> Raw data:
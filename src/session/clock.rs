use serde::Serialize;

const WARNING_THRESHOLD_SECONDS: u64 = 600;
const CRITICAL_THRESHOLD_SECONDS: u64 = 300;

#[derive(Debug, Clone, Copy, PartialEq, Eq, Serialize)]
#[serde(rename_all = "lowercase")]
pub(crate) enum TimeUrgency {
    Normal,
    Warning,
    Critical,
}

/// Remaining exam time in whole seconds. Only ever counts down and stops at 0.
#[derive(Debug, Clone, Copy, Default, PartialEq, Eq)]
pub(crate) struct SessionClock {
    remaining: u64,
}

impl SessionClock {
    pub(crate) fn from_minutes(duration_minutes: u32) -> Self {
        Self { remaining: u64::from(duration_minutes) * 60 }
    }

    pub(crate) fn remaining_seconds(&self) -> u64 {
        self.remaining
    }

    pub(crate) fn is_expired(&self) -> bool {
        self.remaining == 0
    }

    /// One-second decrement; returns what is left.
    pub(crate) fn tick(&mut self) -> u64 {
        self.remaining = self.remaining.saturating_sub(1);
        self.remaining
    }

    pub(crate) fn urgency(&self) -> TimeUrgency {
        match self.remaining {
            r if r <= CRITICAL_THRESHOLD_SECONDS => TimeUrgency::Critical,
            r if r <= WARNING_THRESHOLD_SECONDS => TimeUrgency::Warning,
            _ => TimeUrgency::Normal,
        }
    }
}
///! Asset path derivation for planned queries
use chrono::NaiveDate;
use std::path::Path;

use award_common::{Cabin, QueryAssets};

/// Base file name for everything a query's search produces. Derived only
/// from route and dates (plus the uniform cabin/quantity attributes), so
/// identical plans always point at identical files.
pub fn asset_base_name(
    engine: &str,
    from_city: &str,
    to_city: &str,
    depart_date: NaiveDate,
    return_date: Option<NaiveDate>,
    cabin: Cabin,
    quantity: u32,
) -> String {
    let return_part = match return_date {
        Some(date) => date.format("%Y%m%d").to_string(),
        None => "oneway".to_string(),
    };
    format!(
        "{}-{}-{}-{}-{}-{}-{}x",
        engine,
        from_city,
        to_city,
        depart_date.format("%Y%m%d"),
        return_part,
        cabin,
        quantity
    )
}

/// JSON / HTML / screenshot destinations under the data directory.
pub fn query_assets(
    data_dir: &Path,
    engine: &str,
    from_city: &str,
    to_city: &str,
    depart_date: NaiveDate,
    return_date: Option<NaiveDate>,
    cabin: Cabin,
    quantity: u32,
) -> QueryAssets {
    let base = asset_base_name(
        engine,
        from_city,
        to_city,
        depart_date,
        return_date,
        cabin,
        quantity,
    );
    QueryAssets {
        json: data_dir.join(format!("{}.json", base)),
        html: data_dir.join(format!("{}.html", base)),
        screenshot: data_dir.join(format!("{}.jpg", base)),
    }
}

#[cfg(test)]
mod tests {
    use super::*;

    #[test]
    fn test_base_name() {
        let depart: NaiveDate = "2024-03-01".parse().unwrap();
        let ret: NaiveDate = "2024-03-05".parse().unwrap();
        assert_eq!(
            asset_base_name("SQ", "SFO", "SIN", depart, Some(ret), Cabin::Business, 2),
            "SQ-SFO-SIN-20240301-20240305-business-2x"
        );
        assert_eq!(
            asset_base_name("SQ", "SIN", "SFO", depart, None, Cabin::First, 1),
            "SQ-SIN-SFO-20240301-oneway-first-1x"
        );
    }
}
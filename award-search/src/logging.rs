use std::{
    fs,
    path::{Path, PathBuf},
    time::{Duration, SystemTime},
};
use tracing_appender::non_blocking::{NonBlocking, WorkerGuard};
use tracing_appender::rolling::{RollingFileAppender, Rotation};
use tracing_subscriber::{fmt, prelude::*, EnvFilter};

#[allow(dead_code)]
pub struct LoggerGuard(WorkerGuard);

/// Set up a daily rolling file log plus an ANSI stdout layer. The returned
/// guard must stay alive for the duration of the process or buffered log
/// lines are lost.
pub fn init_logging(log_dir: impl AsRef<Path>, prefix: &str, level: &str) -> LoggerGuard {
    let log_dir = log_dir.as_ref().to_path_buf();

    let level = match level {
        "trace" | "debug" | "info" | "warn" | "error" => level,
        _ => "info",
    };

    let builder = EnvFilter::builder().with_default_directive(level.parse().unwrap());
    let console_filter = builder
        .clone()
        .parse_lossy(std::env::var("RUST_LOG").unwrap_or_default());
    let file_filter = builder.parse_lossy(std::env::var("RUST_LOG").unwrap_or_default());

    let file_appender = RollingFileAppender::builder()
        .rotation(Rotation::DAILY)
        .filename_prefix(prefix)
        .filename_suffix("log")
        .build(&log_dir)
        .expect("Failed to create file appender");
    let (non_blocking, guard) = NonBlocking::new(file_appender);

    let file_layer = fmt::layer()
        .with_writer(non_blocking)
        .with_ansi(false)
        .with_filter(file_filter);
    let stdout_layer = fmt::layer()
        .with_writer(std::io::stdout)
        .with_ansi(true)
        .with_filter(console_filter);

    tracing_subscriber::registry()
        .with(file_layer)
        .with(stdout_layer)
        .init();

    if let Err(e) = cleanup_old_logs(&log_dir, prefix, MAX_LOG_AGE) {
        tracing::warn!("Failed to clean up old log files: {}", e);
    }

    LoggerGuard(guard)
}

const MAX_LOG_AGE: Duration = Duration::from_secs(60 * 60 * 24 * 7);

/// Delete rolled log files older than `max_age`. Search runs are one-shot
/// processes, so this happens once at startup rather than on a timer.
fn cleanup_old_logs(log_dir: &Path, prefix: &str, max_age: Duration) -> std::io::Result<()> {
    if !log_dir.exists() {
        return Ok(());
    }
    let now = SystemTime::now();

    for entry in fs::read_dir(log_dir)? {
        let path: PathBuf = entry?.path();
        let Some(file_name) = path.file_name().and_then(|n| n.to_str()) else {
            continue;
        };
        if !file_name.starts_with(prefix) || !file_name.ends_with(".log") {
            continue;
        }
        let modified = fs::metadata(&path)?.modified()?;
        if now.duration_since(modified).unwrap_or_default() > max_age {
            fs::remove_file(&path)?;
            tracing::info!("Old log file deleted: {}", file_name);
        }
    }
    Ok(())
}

> Assigned task: Using the material above, extract the line that contains "let now = SystemTime::now();" and every line after it, exactly as given; stop at the last line.

> Response:
    let now = SystemTime::now();

    for entry in fs::read_dir(log_dir)? {
        let path: PathBuf = entry?.path();
        let Some(file_name) = path.file_name().and_then(|n| n.to_str()) else {
            continue;
        };
        if !file_name.starts_with(prefix) || !file_name.ends_with(".log") {
            continue;
        }
        let modified = fs::metadata(&path)?.modified()?;
        if now.duration_since(modified).unwrap_or_default() > max_age {
            fs::remove_file(&path)?;
            tracing::info!("Old log file deleted: {}", file_name);
        }
    }
    Ok(())
}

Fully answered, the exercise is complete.